Shane laughed. "It's actually a really good idea, kid." He reached out and ruffled Carl's hair, which caused Rick to frown slightly, as though he was irritated Shane hadn't let him compliment his son first.
"Yeah, it's a great idea, Carl," Rick agreed. "Good thinking. All in favor of checking out Fun Kingdom and seeing if we can make a decent camp there?"
Shane held up his hand. "I could seriously use some cotton candy."
Carl laughed, Shane smiled back at him, and Rick frowned slightly.
"And I could use a beer," T-Dog said. "I bet they have lots of cans and bottles of it. That place had that beer garden. At least, that's what they called it. There wasn't actually anything on tap. It was all cans and bottles. I used to take the kids from the church youth group there every year in the van."
"To the beer garden?" Glenn asked.
"No, to the amusement park! I just…" T-Dog shook his head back and forth "may have paused to imbibe while I left them to supervise themselves. The kids were junior high school age. They didn't need me breathing down their necks. They already had the youth pastor doing that."
"Well, I think it's a great idea," Carol said.
"I'm in," Glenn agreed.
"Long as I can leave and go hunt," Daryl said. "And maybe the place ain't been badly looted. People were hitting Walmarts at the start. Might not of thought of an amusement park in the middle of the woods."
"Andrea?" Rick asked.
Andrea shrugged. "It doesn't much matter to me where we choose to sit around and wait to die."

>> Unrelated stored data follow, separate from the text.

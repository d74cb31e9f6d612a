// =============================================================================
// Central Application State
// =============================================================================
//
// The single source of truth shared across the streaming, execution, and API
// tasks. Subsystems keep their own interior mutability (`RiskEngine`,
// `PositionManager`, `OrderTracker` each wrap their state behind a lock
// internally); `AppState` just ties them together and builds a unified
// snapshot for the REST/WebSocket API.
// =============================================================================

use std::sync::atomic::{AtomicI64, AtomicU64, Ordering};
use std::sync::Arc;

use chrono::Utc;
use parking_lot::RwLock;
use serde::Serialize;

use crate::config::Config;
use crate::model::{Position, TradeRecord};
use crate::order_tracker::OrderTracker;
use crate::position_engine::PositionManager;
use crate::risk::{CircuitBreakerInfo, RiskEngine};
use crate::types::BalanceInfo;

/// A recorded error event for the dashboard error log.
#[derive(Debug, Clone, Serialize)]
pub struct ErrorRecord {
    pub message: String,
    pub code: Option<String>,
    pub at: String,
}

const MAX_RECENT_ERRORS: usize = 50;

/// Central application state shared across all async tasks via `Arc<AppState>`.
pub struct AppState {
    pub state_version: AtomicU64,
    pub ws_sequence_number: AtomicU64,

    pub config: RwLock<Config>,

    pub risk_engine: Arc<RiskEngine>,
    pub position_manager: Arc<PositionManager>,
    pub order_tracker: Arc<OrderTracker>,

    pub balances: RwLock<Vec<BalanceInfo>>,
    pub recent_errors: RwLock<Vec<ErrorRecord>>,

    /// Timestamp (ms since epoch) of the last market-data event observed by
    /// the stream transport. Zero means no event has arrived yet.
    pub stream_last_event_ms: Arc<AtomicI64>,
    /// Count of events dropped because a downstream channel was full.
    pub stream_dropped: Arc<AtomicU64>,

    pub ws_user_connected: RwLock<bool>,
    pub last_ws_user_event: RwLock<std::time::Instant>,

    pub last_reconcile_ok: RwLock<Option<std::time::Instant>>,
    pub last_reconcile_error: RwLock<Option<String>>,

    pub start_time: std::time::Instant,
}

impl AppState {
    pub fn new(
        config: Config,
        risk_engine: Arc<RiskEngine>,
        position_manager: Arc<PositionManager>,
        order_tracker: Arc<OrderTracker>,
    ) -> Self {
        Self {
            state_version: AtomicU64::new(1),
            ws_sequence_number: AtomicU64::new(0),
            config: RwLock::new(config),
            risk_engine,
            position_manager,
            order_tracker,
            balances: RwLock::new(Vec::new()),
            recent_errors: RwLock::new(Vec::new()),
            stream_last_event_ms: Arc::new(AtomicI64::new(0)),
            stream_dropped: Arc::new(AtomicU64::new(0)),
            ws_user_connected: RwLock::new(false),
            last_ws_user_event: RwLock::new(std::time::Instant::now()),
            last_reconcile_ok: RwLock::new(None),
            last_reconcile_error: RwLock::new(None),
            start_time: std::time::Instant::now(),
        }
    }

    pub fn increment_version(&self) -> u64 {
        self.state_version.fetch_add(1, Ordering::SeqCst)
    }

    pub fn current_state_version(&self) -> u64 {
        self.state_version.load(Ordering::SeqCst)
    }

    pub fn push_error(&self, msg: String) {
        self.push_error_with_code(msg, None);
    }

    pub fn push_error_with_code(&self, msg: String, code: Option<String>) {
        let record = ErrorRecord { message: msg, code, at: Utc::now().to_rfc3339() };
        let mut errors = self.recent_errors.write();
        errors.push(record);
        while errors.len() > MAX_RECENT_ERRORS {
            errors.remove(0);
        }
        self.increment_version();
    }

    fn stream_staleness_ms(&self) -> Option<i64> {
        let last = self.stream_last_event_ms.load(Ordering::Relaxed);
        if last == 0 {
            return None;
        }
        Some((Utc::now().timestamp_millis() - last).max(0))
    }

    /// Build a complete, serialisable snapshot of the engine state for the
    /// REST `GET /api/v1/state` endpoint and the WebSocket push feed.
    pub fn build_snapshot(&self) -> StateSnapshot {
        let now = Utc::now();
        let config = self.config.read();
        let version = self.current_state_version();
        let risk_state = self.risk_engine.get_state();

        let ws_user_event_age_ms = self.last_ws_user_event.read().elapsed().as_millis() as u64;
        let reconcile_last_ok_age_s = self.last_reconcile_ok.read().map(|t| t.elapsed().as_secs());
        let stream_staleness_ms = self.stream_staleness_ms();

        let truth = TruthHeader {
            trading_mode: config.trading_mode.to_string(),
            account_mode: config.account_mode.to_string(),
            dry_run: config.dry_run,
            risk_mode: risk_state.risk_mode.clone(),
            breaker_state: risk_state.breaker_state.clone(),
            ws_user_connected: *self.ws_user_connected.read(),
            last_ws_user_event_age_ms: ws_user_event_age_ms,
            reconcile_last_ok_age_s,
            reconcile_last_error: self.last_reconcile_error.read().clone(),
            stream_staleness_ms,
            stream_dropped: self.stream_dropped.load(Ordering::Relaxed),
            state_version: version,
            ws_sequence_number: self.ws_sequence_number.load(Ordering::Relaxed),
            server_time: now.timestamp_millis(),
        };

        let positions = self.position_manager.get_open_positions();
        let closed = self.position_manager.get_closed_trades(500);
        let journal_stats = build_journal_stats(&closed);

        let risk = RiskSnapshot {
            risk_mode: risk_state.risk_mode.clone(),
            daily_pnl: risk_state.daily_pnl,
            daily_pnl_pct: risk_state.daily_pnl_pct,
            remaining_daily_loss_pct: risk_state.remaining_daily_loss_pct,
            max_drawdown_today: risk_state.max_drawdown_today,
            circuit_breakers: risk_state.circuit_breakers.clone(),
        };

        let config_summary = ConfigSummary {
            trading_mode: config.trading_mode.to_string(),
            account_mode: config.account_mode.to_string(),
            symbols: config.symbols.clone(),
            max_position_size: config.max_position_size,
            max_daily_loss_pct: config.max_daily_loss_pct,
            dry_run: config.dry_run,
        };

        StateSnapshot {
            state_version: version,
            server_time: now.timestamp_millis(),
            truth,
            positions,
            recent_trades: closed.into_iter().take(100).collect(),
            risk,
            config: config_summary,
            balances: self.balances.read().clone(),
            recent_errors: self.recent_errors.read().clone(),
            pending_orders: self.order_tracker.pending_count(),
            journal_stats,
            uptime_seconds: self.start_time.elapsed().as_secs(),
        }
    }
}

fn build_journal_stats(closed: &[TradeRecord]) -> Option<JournalStats> {
    if closed.is_empty() {
        return None;
    }
    let total_trades = closed.len();
    let wins = closed.iter().filter(|t| t.pnl > 0.0).count();
    let win_rate = wins as f64 / total_trades as f64;
    let total_net_pnl: f64 = closed.iter().map(|t| t.pnl).sum();
    let gross_profit: f64 = closed.iter().map(|t| t.pnl).filter(|&p| p > 0.0).sum();
    let gross_loss: f64 = closed.iter().map(|t| t.pnl).filter(|&p| p < 0.0).map(f64::abs).sum();
    let profit_factor = if gross_loss > 0.0 {
        gross_profit / gross_loss
    } else if gross_profit > 0.0 {
        f64::INFINITY
    } else {
        0.0
    };
    Some(JournalStats { total_trades, win_rate, total_net_pnl, profit_factor })
}

impl std::fmt::Debug for AppState {
    fn fmt(&self, f: &mut std::fmt::Formatter<'_>) -> std::fmt::Result {
        f.debug_struct("AppState")
            .field("state_version", &self.current_state_version())
            .field("risk_engine", &self.risk_engine)
            .field("position_manager", &self.position_manager)
            .finish()
    }
}

// =============================================================================
// Serialisable snapshot types
// =============================================================================

#[derive(Debug, Clone, Serialize)]
pub struct StateSnapshot {
    pub state_version: u64,
    pub server_time: i64,
    pub truth: TruthHeader,
    pub positions: Vec<Position>,
    pub recent_trades: Vec<TradeRecord>,
    pub risk: RiskSnapshot,
    pub config: ConfigSummary,
    pub balances: Vec<BalanceInfo>,
    pub recent_errors: Vec<ErrorRecord>,
    pub pending_orders: usize,
    #[serde(skip_serializing_if = "Option::is_none")]
    pub journal_stats: Option<JournalStats>,
    pub uptime_seconds: u64,
}

#[derive(Debug, Clone, Serialize)]
pub struct TruthHeader {
    pub trading_mode: String,
    pub account_mode: String,
    pub dry_run: bool,
    pub risk_mode: String,
    pub breaker_state: String,
    pub ws_user_connected: bool,
    pub last_ws_user_event_age_ms: u64,
    pub reconcile_last_ok_age_s: Option<u64>,
    pub reconcile_last_error: Option<String>,
    pub stream_staleness_ms: Option<i64>,
    pub stream_dropped: u64,
    pub state_version: u64,
    pub ws_sequence_number: u64,
    pub server_time: i64,
}

#[derive(Debug, Clone, Serialize)]
pub struct RiskSnapshot {
    pub risk_mode: String,
    pub daily_pnl: f64,
    pub daily_pnl_pct: f64,
    pub remaining_daily_loss_pct: f64,
    pub max_drawdown_today: f64,
    pub circuit_breakers: Vec<CircuitBreakerInfo>,
}

#[derive(Debug, Clone, Serialize)]
pub struct ConfigSummary {
    pub trading_mode: String,
    pub account_mode: String,
    pub symbols: Vec<String>,
    pub max_position_size: f64,
    pub max_daily_loss_pct: f64,
    pub dry_run: bool,
}

#[derive(Debug, Clone, Serialize)]
pub struct JournalStats {
    pub total_trades: usize,
    pub win_rate: f64,
    pub total_net_pnl: f64,
    pub profit_factor: f64,
}

#[cfg(test)]
mod tests {
    use super::*;
    use crate::config::Config;
    use crate::order_tracker::OrderTrackerConfig;
    use crate::risk::CircuitBreakerConfig;

    fn state() -> AppState {
        AppState::new(
            Config::default(),
            Arc::new(RiskEngine::new(10_000.0, 0.05, 0.5, CircuitBreakerConfig::default())),
            Arc::new(PositionManager::new()),
            Arc::new(OrderTracker::new(OrderTrackerConfig::default())),
        )
    }

    #[test]
    fn snapshot_reflects_no_trades_initially() {
        let s = state();
        let snap = s.build_snapshot();
        assert!(snap.positions.is_empty());
        assert!(snap.journal_stats.is_none());
    }

    #[test]
    fn push_error_bumps_version_and_caps_length() {
        let s = state();
        let before = s.current_state_version();
        for i in 0..(MAX_RECENT_ERRORS + 10) {
            s.push_error(format!("err {i}"));
        }
        assert!(s.current_state_version() > before);
        assert_eq!(s.recent_errors.read().len(), MAX_RECENT_ERRORS);
    }

    #[test]
    fn stream_staleness_none_before_first_event() {
        let s = state();
        assert!(s.build_snapshot().truth.stream_staleness_ms.is_none());
    }
}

"Please," Lori told her. "I know you lost your sister. And Dale. But do you have to be so negative in front of the children?"
"I don't know. Do you have to be such a bitch in front of them?"

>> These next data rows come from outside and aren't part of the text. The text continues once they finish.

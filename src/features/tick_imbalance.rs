// =============================================================================
// Tick-direction imbalance — bounded FIFO of trade-to-trade signs
// =============================================================================

use std::collections::VecDeque;

use parking_lot::RwLock;

struct Inner {
    signs: VecDeque<i8>,
    last_price: Option<f64>,
    sum: i64,
}

/// Thread-safe FIFO of up to `capacity` trade-direction signs for one symbol.
pub struct TickImbalanceState {
    inner: RwLock<Inner>,
    capacity: usize,
}

impl TickImbalanceState {
    pub fn new(capacity: usize) -> Self {
        Self {
            inner: RwLock::new(Inner { signs: VecDeque::new(), last_price: None, sum: 0 }),
            capacity: capacity.max(1),
        }
    }

    /// Record a trade price. The first trade for a symbol establishes the
    /// baseline and contributes no sign.
    pub fn push_price(&self, price: f64) {
        if !price.is_finite() {
            return;
        }
        let mut inner = self.inner.write();
        if let Some(prev) = inner.last_price {
            let sign: i8 = if price > prev {
                1
            } else if price < prev {
                -1
            } else {
                0
            };
            inner.sum += sign as i64;
            inner.signs.push_back(sign);
            while inner.signs.len() > self.capacity {
                if let Some(evicted) = inner.signs.pop_front() {
                    inner.sum -= evicted as i64;
                }
            }
        }
        inner.last_price = Some(price);
    }

    /// Mean sign over the buffered window; 0 when empty.
    pub fn ratio(&self) -> f64 {
        let inner = self.inner.read();
        if inner.signs.is_empty() {
            0.0
        } else {
            inner.sum as f64 / inner.signs.len() as f64
        }
    }

    pub fn len(&self) -> usize {
        self.inner.read().signs.len()
    }

    pub fn is_empty(&self) -> bool {
        self.len() == 0
    }
}

#[cfg(test)]
mod tests {
    use super::*;

    #[test]
    fn empty_ratio_is_zero() {
        let s = TickImbalanceState::new(10);
        assert_eq!(s.ratio(), 0.0);
    }

    #[test]
    fn first_trade_contributes_no_sign() {
        let s = TickImbalanceState::new(10);
        s.push_price(100.0);
        assert_eq!(s.len(), 0);
        assert_eq!(s.ratio(), 0.0);
    }

    #[test]
    fn all_up_ticks_ratio_one() {
        let s = TickImbalanceState::new(10);
        for p in [100.0, 101.0, 102.0, 103.0] {
            s.push_price(p);
        }
        assert_eq!(s.ratio(), 1.0);
    }

    #[test]
    fn only_last_n_signs_contribute() {
        let s = TickImbalanceState::new(3);
        // Two down-ticks then three up-ticks; buffer keeps the last 3 signs.
        for p in [100.0, 99.0, 98.0, 99.0, 100.0, 101.0] {
            s.push_price(p);
        }
        assert_eq!(s.len(), 3);
        assert_eq!(s.ratio(), 1.0);
    }

    #[test]
    fn ratio_within_bounds() {
        let s = TickImbalanceState::new(5);
        for p in [10.0, 9.0, 9.0, 11.0, 8.0, 12.0] {
            s.push_price(p);
        }
        assert!(s.ratio() >= -1.0 && s.ratio() <= 1.0);
    }
}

Rick's eyes widened and his mouth dropped open slightly. Shane suppressed a chuckle and looked away from the group so it wouldn't be noticed. Maybe he hadn't been trying to make Lori jealous with all that flirting with Andrea, Daryl thought. Maybe he was over Lori's bullshit.
Lori made that face of hers, where her eyes rolled, and her mouth opened halfway, and this sort of derisive fuck-you, breath-like laugh came out of her throat and nose. By then, Andrea was walking back to the van. "Well, aren't you just a ray of sunshine!" Lori shouted after her.
Andrea raised a fist in the air and shouted, "Fun Kingdom or bust!"
And now? Now it had been about fives minutes since they'd seen the billboard that read "Just 55 miles to your fantasy of fun!" with a picture of the entryway castle to Fun Kingdom.
What a dumbass slogan, Daryl thought. And then he picked up a little speed, murmuring to himself, Fun Kingdom or bust.